//! PoolBuilder - wiring and startup validation.

use std::future::Future;
use std::sync::Arc;

use super::WorkerPool;
use super::config::PoolConfig;
use super::driver::PoolShared;
use super::emitter::Emitter;
use super::status::PoolCounters;
use crate::domain::TaskKind;
use crate::error::PoolError;
use crate::ports::{Clock, EventSink, IdGenerator, NoopEventSink, SystemClock, UlidGenerator};
use crate::store::TaskStore;
use crate::typed::{Handler, HandlerError, HandlerRegistry, RegistryError, TaskContext, TaskPayload};

const DEFAULT_EVENT_CAPACITY: usize = 1024;

#[derive(Debug, thiserror::Error)]
pub enum BuildError {
    #[error("no handler registered for expected kinds: {0:?}")]
    MissingKinds(Vec<TaskKind>),

    #[error(transparent)]
    Config(#[from] PoolError),
}

/// Builds a `WorkerPool`.
///
/// ```ignore
/// let pool = WorkerPool::builder(store)
///     .register::<Resize, _>(ResizeHandler)?
///     .config(PoolConfig::default().with_max_workers(4))
///     .expect_kinds(&["image.resize"])
///     .build()?;
/// ```
///
/// `expect_kinds` makes `build` fail when a kind producers will submit has
/// no handler, instead of every such task failing at run time.
pub struct PoolBuilder {
    store: Arc<TaskStore>,
    registry: HandlerRegistry,
    config: PoolConfig,
    sink: Arc<dyn EventSink>,
    event_capacity: usize,
    clock: Arc<dyn Clock>,
    ids: Option<Arc<dyn IdGenerator>>,
    expected_kinds: Option<Vec<TaskKind>>,
}

impl PoolBuilder {
    pub fn new(store: Arc<TaskStore>) -> Self {
        Self {
            store,
            registry: HandlerRegistry::new(),
            config: PoolConfig::default(),
            sink: Arc::new(NoopEventSink),
            event_capacity: DEFAULT_EVENT_CAPACITY,
            clock: Arc::new(SystemClock),
            ids: None,
            expected_kinds: None,
        }
    }

    pub fn register<T: TaskPayload, H: Handler<T> + 'static>(
        mut self,
        handler: H,
    ) -> Result<Self, RegistryError> {
        self.registry.register::<T, H>(handler)?;
        Ok(self)
    }

    pub fn register_fn<F, Fut>(
        mut self,
        kind: impl Into<TaskKind>,
        f: F,
    ) -> Result<Self, RegistryError>
    where
        F: Fn(serde_json::Value, TaskContext) -> Fut + Send + Sync + 'static,
        Fut: Future<Output = Result<serde_json::Value, HandlerError>> + Send + 'static,
    {
        self.registry.register_fn(kind, f)?;
        Ok(self)
    }

    /// Replace the registry wholesale.
    pub fn registry(mut self, registry: HandlerRegistry) -> Self {
        self.registry = registry;
        self
    }

    pub fn config(mut self, config: PoolConfig) -> Self {
        self.config = config;
        self
    }

    /// Extra sink that sees every event next to the `events()` broadcast.
    pub fn event_sink(mut self, sink: Arc<dyn EventSink>) -> Self {
        self.sink = sink;
        self
    }

    pub fn event_capacity(mut self, capacity: usize) -> Self {
        self.event_capacity = capacity;
        self
    }

    /// Source of `WorkerSnapshot::started_at` and of worker id timestamps.
    pub fn clock(mut self, clock: Arc<dyn Clock>) -> Self {
        self.clock = clock;
        self
    }

    pub fn id_generator(mut self, ids: Arc<dyn IdGenerator>) -> Self {
        self.ids = Some(ids);
        self
    }

    pub fn expect_kinds(mut self, kinds: &[&str]) -> Self {
        self.expected_kinds = Some(kinds.iter().map(|&k| TaskKind::new(k)).collect());
        self
    }

    pub fn build(self) -> Result<WorkerPool, BuildError> {
        self.config.validate()?;

        if let Some(expected) = &self.expected_kinds {
            let missing: Vec<TaskKind> = expected
                .iter()
                .filter(|kind| !self.registry.contains(kind))
                .cloned()
                .collect();
            if !missing.is_empty() {
                return Err(BuildError::MissingKinds(missing));
            }
        }

        let ids: Arc<dyn IdGenerator> = match self.ids {
            Some(ids) => ids,
            None => Arc::new(UlidGenerator::new(Arc::clone(&self.clock))),
        };
        let shared = PoolShared {
            store: self.store,
            registry: Arc::new(self.registry),
            emitter: Arc::new(Emitter::new(self.sink, self.event_capacity)),
            ids,
            clock: self.clock,
            counters: Arc::new(PoolCounters::default()),
        };
        Ok(WorkerPool::from_parts(shared, self.config))
    }
}

#[cfg(test)]
mod tests {
    use super::*;
    use crate::typed::handler::fixtures::{AddHandler, GreetHandler};
    use crate::typed::task::fixtures::{Add, Greet};

    fn builder() -> PoolBuilder {
        PoolBuilder::new(Arc::new(TaskStore::new()))
    }

    #[test]
    fn build_with_all_expected_kinds() {
        let pool = builder()
            .register::<Add, _>(AddHandler)
            .unwrap()
            .register::<Greet, _>(GreetHandler)
            .unwrap()
            .expect_kinds(&[Add::KIND, Greet::KIND])
            .build()
            .unwrap();
        assert_eq!(pool.registry().len(), 2);
    }

    #[test]
    fn build_reports_missing_kinds() {
        let result = builder()
            .register::<Add, _>(AddHandler)
            .unwrap()
            .expect_kinds(&[Add::KIND, Greet::KIND])
            .build();
        assert!(matches!(
            result,
            Err(BuildError::MissingKinds(missing)) if missing == vec![Greet::kind()]
        ));
    }

    #[test]
    fn build_without_expectations_accepts_empty_registry() {
        assert!(builder().build().is_ok());
    }

    #[test]
    fn build_rejects_invalid_config() {
        let result = builder()
            .config(PoolConfig::default().with_max_workers(0))
            .build();
        assert!(matches!(result, Err(BuildError::Config(PoolError::InvalidConfig(_)))));
    }

    #[test]
    fn duplicate_registration_fails_early() {
        let result = builder()
            .register::<Add, _>(AddHandler)
            .unwrap()
            .register::<Add, _>(AddHandler);
        assert!(matches!(result, Err(RegistryError::AlreadyRegistered(_))));
    }
}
==============================
> [AIM OF THE TASK]
Copy out the lines of the data where the word "Some" can be found.

> [WRITTEN RESPONSE]
        self.ids = Some(ids);
        self.expected_kinds = Some(kinds.iter().map(|&k| TaskKind::new(k)).collect());
        if let Some(expected) = &self.expected_kinds {
            Some(ids) => ids,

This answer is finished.